お薦め本 適菜収『ゲーテの警告』講談社,2011.8

権丈先生のHPにてサラッと出てきた『ゲーテの警告』を購入。以下、感想を述べます。 B層およびB層をターゲットに様々な戦略を実行するA層を分析した本書。B層は、最近になって登場したものではなく、近代以降大衆と呼ばれ存在し、デマゴーグの影響を受けやすい。 次のオルテガ・イ・ガセットの文章が印象に残りました。 「かくして、その本質そのものから特殊な能力が要求され、それが前提となっているはずの知的分野においてさえ、資格のない、資格の与えようのない、また本人の資質からいって当然無資格なえせ知識人がしだいに優勢になりつつあるのである。」『大衆の反逆』  何だか、退院援助における医療ソーシャルワークを取り巻く現状ととても似たものを感じた次第です。但し、ここでは自責の念を込めて言いますが、それに抗うだけの知の表現力を我々医療ソーシャルワーカー側が有していなかったことにも原因があると思います。 社会福祉学における知の否定。
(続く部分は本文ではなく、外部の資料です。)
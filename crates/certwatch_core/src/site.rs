use chrono::{DateTime, Utc};

use crate::status::{classify_days_remaining, days_remaining, CertStatus};

pub type SiteId = u64;

/// A monitored website.
///
/// `status`, `expiry_date`, `ip` and `last_checked` are written together by
/// [`Site::apply_outcome`]; nothing else touches them after creation, except
/// `update` which refreshes `last_checked` alongside the new URL.
#[derive(Debug, Clone, PartialEq, Eq)]
pub struct Site {
    pub id: SiteId,
    pub url: String,
    pub status: CertStatus,
    pub expiry_date: Option<DateTime<Utc>>,
    pub last_checked: DateTime<Utc>,
    pub ip: Option<String>,
    pub ignored: bool,
}

impl Site {
    /// New site awaiting its first check.
    pub fn pending(id: SiteId, url: String, at: DateTime<Utc>) -> Self {
        Self {
            id,
            url,
            status: CertStatus::Error,
            expiry_date: None,
            last_checked: at,
            ip: None,
            ignored: false,
        }
    }

    pub(crate) fn apply_outcome(&mut self, outcome: CheckOutcome) {
        self.status = outcome.status;
        self.expiry_date = outcome.expiry_date;
        self.ip = outcome.ip;
        self.last_checked = outcome.checked_at;
    }
}

/// Result of one certificate check.
#[derive(Debug, Clone, PartialEq, Eq)]
pub struct CheckOutcome {
    pub status: CertStatus,
    pub expiry_date: Option<DateTime<Utc>>,
    pub ip: Option<String>,
    pub checked_at: DateTime<Utc>,
}

impl CheckOutcome {
    pub fn failed(checked_at: DateTime<Utc>) -> Self {
        Self {
            status: CertStatus::Error,
            expiry_date: None,
            ip: None,
            checked_at,
        }
    }

    /// Classifies a certificate from its `notAfter` as seen at `checked_at`.
    pub fn from_expiry(
        expiry: DateTime<Utc>,
        ip: Option<String>,
        checked_at: DateTime<Utc>,
    ) -> Self {
        Self {
            status: classify_days_remaining(days_remaining(expiry, checked_at)),
            expiry_date: Some(expiry),
            ip,
            checked_at,
        }
    }
}

/// A check request addressed by site identity.
#[derive(Debug, Clone, PartialEq, Eq)]
pub struct CheckTarget {
    pub site_id: SiteId,
    pub url: String,
}

/// The persisted unit: the ordered collection plus the id allocator.
#[derive(Debug, Clone, PartialEq, Eq, Default)]
pub struct CollectionSnapshot {
    pub sites: Vec<Site>,
    pub next_id: SiteId,
}

/// Status chip filter of the list view.
#[derive(Debug, Clone, Copy, PartialEq, Eq)]
pub enum StatusFilter {
    /// Non-ignored sites with this status.
    Status(CertStatus),
    /// Ignored sites, whatever their status.
    Ignored,
}

impl StatusFilter {
    pub fn matches(self, site: &Site) -> bool {
        match self {
            StatusFilter::Status(status) => !site.ignored && site.status == status,
            StatusFilter::Ignored => site.ignored,
        }
    }
}

/// Which sites a bulk recheck targets.
#[derive(Debug, Clone, Copy, PartialEq, Eq)]
pub enum SiteSelection {
    All,
    NotIgnored,
    Filter(StatusFilter),
}

impl SiteSelection {
    pub fn matches(self, site: &Site) -> bool {
        match self {
            SiteSelection::All => true,
            SiteSelection::NotIgnored => !site.ignored,
            SiteSelection::Filter(filter) => filter.matches(site),
        }
    }
}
上記大衆社会における知の否定とは文脈は異なりますが、三島亜紀子社会福祉学の<科学>性』の以下の文章も強く印象に残っています。 「よりよいソーシャルワーク理論を求め社会福祉実践の『科学』化を進めることによってソーシャルワーカーは専門家になるといった考えは、この学問の草創期から約半世紀もの間、専門職化を語るうえで前提となっていた。しかしながらこれに対し、突然異議が唱えられた。(中略)そこでは社会福祉学の『科学』性を高める客観主義的な学問のあり方が、パターナリズムの温床となると指摘された。マルクス主義者たちは資本主義体制を基盤に福祉国家が成立している点を非難したが、その彼らさえ否定しなかった、知そのものが標的とされたのである。これまで骨身を削って重ねてきた『科学』化への努力が無意味とされただけでなく、『科学』化によってソーシャルワーカーの専門性が高まるという考え方こそが危険であると指摘された。(はじめに)」(p.ⅳ) もう少し自分の問題関心に引きつけて言えば、研究を行うことは直接業務に役立たなければいけないという前提が強く、それ以外のものはどうしても軽んじられてしまう風潮に危機感を抱いています。 本書を読んで思いを強くしたのは、第二・三章で取り上げられていたように、独創的なことに取り組むのではなく、偉大な先人から学び模倣することからはじめよとするメッセージでした。自分が行う研究にとってもこの視点から取り組んでいきたいと思いました。 最後に、著者と私の年齢が4歳しか変わらないことに驚きました。本の著者というのは、自分より随分と年齢が離れた人が書くものだとぼんやり思っていました。でも、既に本を出版する人達の年齢に自分も入り込んでいるんだなと思うと、何だか焦りに似た感覚を覚えます。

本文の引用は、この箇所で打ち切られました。